Sky Cinema Stories
- Logo used since 2025
- Country: Italy
- Broadcast area: Italy
- Headquarters: Rome

Programming
- Language: Italian
- Picture format: 1080i (HDTV)

Ownership
- Owner: Sky Italia
- Sister channels: List of Sky Cinema channels

History
- Launched: 1 May 1998 (as CNI) 1 January 2006 (as Cult) 1 September 2012 (as Sky Cinema Cult) 8 March 2019 (as Sky Cinema Due) 7 December 2025 (as Sky Cinema Stories)
- Former names: Cult Network Italia (1998–2005); Cult (2006–2012); Sky Cinema Cult (2012–2019); Sky Cinema Due (2019–2025);

Links
- Website: Channel guide

= Sky Cinema Stories =

Sky Cinema Stories is a high-definition satellite television channel on the Sky Italia platform in Italy.

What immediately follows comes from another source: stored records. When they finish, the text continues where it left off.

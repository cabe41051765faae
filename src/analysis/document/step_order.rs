use crate::ast::{Document, Step, StepKind};
use crate::report::{LocatedException, Problems};

use super::DocumentAnalyzer;

/// Given-step ordering within every sentence sequence (variant sentences
/// and scenario backgrounds).
///
/// Two rules per sequence:
/// - once a non-Given step appears, no further Given may follow;
/// - a Given carrying a state must not be preceded by a Given without
///   one, detected by comparing the running count of state-bearing
///   Givens against the Given's positional index.
pub struct StepOrderAnalyzer;

impl DocumentAnalyzer for StepOrderAnalyzer {
    fn analyze(&self, doc: &mut Document, problems: &mut Problems) {
        let Some(feature) = &doc.feature else { return };
        for scenario in &feature.scenarios {
            check_sequence(&scenario.background, problems);
            for variant in &scenario.variants {
                check_sequence(&variant.sentences, problems);
            }
        }
    }
}

fn check_sequence(steps: &[Step], problems: &mut Problems) {
    let mut last_kind: Option<StepKind> = None;
    let mut non_given_seen = false;
    let mut given_index = 0usize;
    let mut states_seen = 0usize;

    for step in steps {
        let kind = match (step.kind, last_kind) {
            (StepKind::And, Some(previous)) => previous,
            (kind, _) => kind,
        };
        last_kind = Some(kind);

        if kind != StepKind::Given {
            non_given_seen = true;
            continue;
        }

        if non_given_seen {
            problems.errors.push(LocatedException::new(
                "A Given step cannot be declared after a When, Then or Otherwise step",
                step.location.clone(),
            ));
        }

        if let Some(state) = &step.state {
            states_seen += 1;
            if states_seen <= given_index {
                problems.errors.push(LocatedException::new(
                    format!(
                        "The Given step with state \"{}\" must come before Given steps without a state",
                        state.name
                    ),
                    step.location.clone(),
                ));
            }
        }
        given_index += 1;
    }
}

#[cfg(test)]
mod tests {
    use super::*;
    use crate::ast::StateRef;
    use crate::base::Location;
    use rstest::rstest;

    fn step(kind: StepKind, line: u32) -> Step {
        Step::new(kind, "some sentence", Location::new(line, 1))
    }

    fn state_step(kind: StepKind, state: &str, line: u32) -> Step {
        step(kind, line).with_state(StateRef::new(state, Location::new(line, 7)))
    }

    fn errors_of(steps: Vec<Step>) -> Vec<String> {
        let mut problems = Problems::default();
        check_sequence(&steps, &mut problems);
        problems.errors.into_iter().map(|e| e.message).collect()
    }

    #[test]
    fn test_given_when_then_is_fine() {
        let errors = errors_of(vec![
            step(StepKind::Given, 1),
            step(StepKind::When, 2),
            step(StepKind::Then, 3),
        ]);
        assert!(errors.is_empty());
    }

    #[test]
    fn test_given_after_when_is_an_error() {
        let errors = errors_of(vec![
            step(StepKind::Given, 1),
            step(StepKind::When, 2),
            step(StepKind::Given, 3),
        ]);
        assert_eq!(errors.len(), 1);
        assert!(errors[0].contains("cannot be declared after"));
    }

    #[test]
    fn test_and_continues_previous_kind() {
        // And after When is a When; And after the trailing Given is a
        // second misplaced Given.
        let errors = errors_of(vec![
            step(StepKind::Given, 1),
            step(StepKind::When, 2),
            step(StepKind::And, 3),
            step(StepKind::Given, 4),
            step(StepKind::And, 5),
        ]);
        assert_eq!(errors.len(), 2);
    }

    #[test]
    fn test_state_first_ordering_holds() {
        let errors = errors_of(vec![
            state_step(StepKind::Given, "logged in", 1),
            step(StepKind::Given, 2),
            step(StepKind::When, 3),
        ]);
        assert!(errors.is_empty());
    }

    #[test]
    fn test_state_after_plain_given_is_an_error() {
        let errors = errors_of(vec![
            step(StepKind::Given, 1),
            state_step(StepKind::Given, "logged in", 2),
        ]);
        assert_eq!(errors.len(), 1);
        assert!(errors[0].contains("logged in"));
    }

    #[rstest]
    #[case(vec![], 0)]
    #[case(vec![StepKind::When, StepKind::Then], 0)]
    #[case(vec![StepKind::Then, StepKind::Given], 1)]
    #[case(vec![StepKind::Given, StepKind::Otherwise, StepKind::Given, StepKind::Given], 2)]
    fn test_misplaced_given_counts(#[case] kinds: Vec<StepKind>, #[case] expected: usize) {
        let steps = kinds
            .into_iter()
            .enumerate()
            .map(|(i, kind)| step(kind, i as u32 + 1))
            .collect();
        assert_eq!(errors_of(steps).len(), expected);
    }
}
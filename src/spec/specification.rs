use std::path::{Path, PathBuf};

use rustc_hash::FxHashMap;

use crate::ast::Document;
use crate::base::normalize_path;

/// The full set of documents under analysis.
///
/// Documents are stored in insertion order; the by-path index gives O(1)
/// lookup by resolved path. The dependency graph built from a
/// specification assigns vertex indices identical to these document
/// indices.
#[derive(Clone, Debug, Default)]
pub struct Specification {
    docs: Vec<Document>,
    by_path: FxHashMap<PathBuf, usize>,
}

impl Specification {
    pub fn new() -> Self {
        Self::default()
    }

    /// Add a document, normalizing its path. Replaces any document
    /// previously added under the same path.
    pub fn add_document(&mut self, mut doc: Document) {
        doc.path = normalize_path(&doc.path);
        match self.by_path.get(&doc.path) {
            Some(&idx) => self.docs[idx] = doc,
            None => {
                self.by_path.insert(doc.path.clone(), self.docs.len());
                self.docs.push(doc);
            }
        }
    }

    pub fn len(&self) -> usize {
        self.docs.len()
    }

    pub fn is_empty(&self) -> bool {
        self.docs.is_empty()
    }

    pub fn documents(&self) -> &[Document] {
        &self.docs
    }

    pub fn documents_mut(&mut self) -> &mut [Document] {
        &mut self.docs
    }

    pub fn get(&self, path: &Path) -> Option<&Document> {
        self.by_path.get(path).map(|&idx| &self.docs[idx])
    }

    pub fn get_mut(&mut self, path: &Path) -> Option<&mut Document> {
        self.by_path.get(path).map(|&idx| &mut self.docs[idx])
    }

    pub fn index_of(&self, path: &Path) -> Option<usize> {
        self.by_path.get(path).copied()
    }
}
use std::path::Path;

use crate::analysis::collaborators::QueryParser;
use crate::ast::{ReferenceHandle, UiElement, ValueKind};
use crate::graph::SpecGraph;
use crate::report::{LocatedException, ProblemMapper};
use crate::spec::{NameIndices, Specification};

use super::SpecificationAnalyzer;

/// Resolves UI element property values of kind `Constant`,
/// `UiElementRef` and `Query` against the specification-wide name
/// indices.
///
/// Query values are first decomposed by the injected parser into bare
/// names (candidate constants, tables or databases) and variable
/// references (candidate UI elements). Every unresolved symbol is one
/// error at the owning property; resolved symbols are recorded on the
/// property as reference handles, consumed downstream by generation.
pub struct PropertyReferenceAnalyzer<'a> {
    queries: &'a dyn QueryParser,
}

impl<'a> PropertyReferenceAnalyzer<'a> {
    pub fn new(queries: &'a dyn QueryParser) -> Self {
        Self { queries }
    }
}

impl SpecificationAnalyzer for PropertyReferenceAnalyzer<'_> {
    fn analyze(
        &self,
        _graph: &SpecGraph,
        spec: &mut Specification,
        indices: &NameIndices,
        problems: &mut ProblemMapper,
    ) {
        for doc in spec.documents_mut() {
            let path = doc.path.clone();
            let mut errors = Vec::new();

            for element in &mut doc.ui_elements {
                resolve_element(element, indices, self.queries, &path, &mut errors);
            }
            if let Some(feature) = &mut doc.feature {
                for element in &mut feature.ui_elements {
                    resolve_element(element, indices, self.queries, &path, &mut errors);
                }
            }

            for error in errors {
                problems.append_document_error(&path, error);
            }
        }
    }
}

fn resolve_element(
    element: &mut UiElement,
    indices: &NameIndices,
    queries: &dyn QueryParser,
    path: &Path,
    errors: &mut Vec<LocatedException>,
) {
    for property in &mut element.properties {
        let raw = property.value.raw.clone();
        let located = |message: String, property_location: &crate::base::Location| {
            LocatedException::new(message, property_location.clone().with_file(path))
        };

        match property.value.kind {
            ValueKind::Constant => match indices.constant(&raw) {
                Some(handle) => property.references.push(ReferenceHandle::Constant(handle)),
                None => errors.push(located(
                    format!("Referenced constant not found: \"{raw}\""),
                    &property.location,
                )),
            },
            ValueKind::UiElementRef => match indices.ui_element(&raw) {
                Some(handle) => property.references.push(ReferenceHandle::UiElement(handle)),
                None => errors.push(located(
                    format!("Referenced UI element not found: \"{raw}\""),
                    &property.location,
                )),
            },
            ValueKind::Query => {
                for name in queries.parse_names(&raw) {
                    if let Some(handle) = indices.constant(&name) {
                        property.references.push(ReferenceHandle::Constant(handle));
                    } else if let Some(handle) = indices.table(&name) {
                        property.references.push(ReferenceHandle::Table(handle));
                    } else if let Some(handle) = indices.database(&name) {
                        property.references.push(ReferenceHandle::Database(handle));
                    } else {
                        errors.push(located(
                            format!(
                                "Query references a non-existent constant, table or database: \"{name}\""
                            ),
                            &property.location,
                        ));
                    }
                }
                for variable in queries.parse_variables(&raw) {
                    match indices.ui_element(&variable) {
                        Some(handle) => {
                            property.references.push(ReferenceHandle::UiElement(handle));
                        }
                        None => errors.push(located(
                            format!("Query references a non-existent UI element: \"{variable}\""),
                            &property.location,
                        )),
                    }
                }
            }
            ValueKind::Literal | ValueKind::List => {}
        }
    }
}
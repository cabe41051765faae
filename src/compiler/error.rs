use std::path::PathBuf;

use thiserror::Error;

/// Fatal compilation failures.
///
/// Everything semantic is a diagnostic in the [`crate::report::ProblemMapper`];
/// these are the conditions that abort a pass instead: collaborator I/O
/// and parse failures, and driver bugs.
#[derive(Debug, Error)]
pub enum CompileError {
    #[error("I/O error: {0}")]
    Io(#[from] std::io::Error),

    #[error("failed to parse {path}: {message}")]
    Parse { path: PathBuf, message: String },

    #[error("source directory not found: {0}")]
    SourceDirNotFound(PathBuf),

    #[error("internal error: {0}")]
    Internal(String),
}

Sky Cinema Due was originally called Cult Network Italia (CNI); in 2006, the name was shortened to Cult. In 2012, the channel was rebranded to Sky Cinema Cult, in 2019 to Sky Cinema Due and in 2025 to Sky Cinema Stories.

Following its launch in 1998, Cult Network Italia was twice named Best Thematic Cultural Arts Channel in Europe at the Annual European Satellite Awards.

== History ==
Cult Network Italia debuted on 1 April 1998 on the commercial pay-TV television platform Stream TV, positioning itself as a cultural channel aimed at an educated audience. In 1999 and 2002 it won the Hot Bird TV Awards as the best thematic channel in Europe in the culture category.

Since 1 August 2011, Cult has been managed directly by Sky Cinema rather than by Fox International Channels Italy.

From 1 September 2012, Cult became Sky Cinema Cult and began broadcasting in high definition under the name Sky Cinema Cult HD, moving to channel position 314.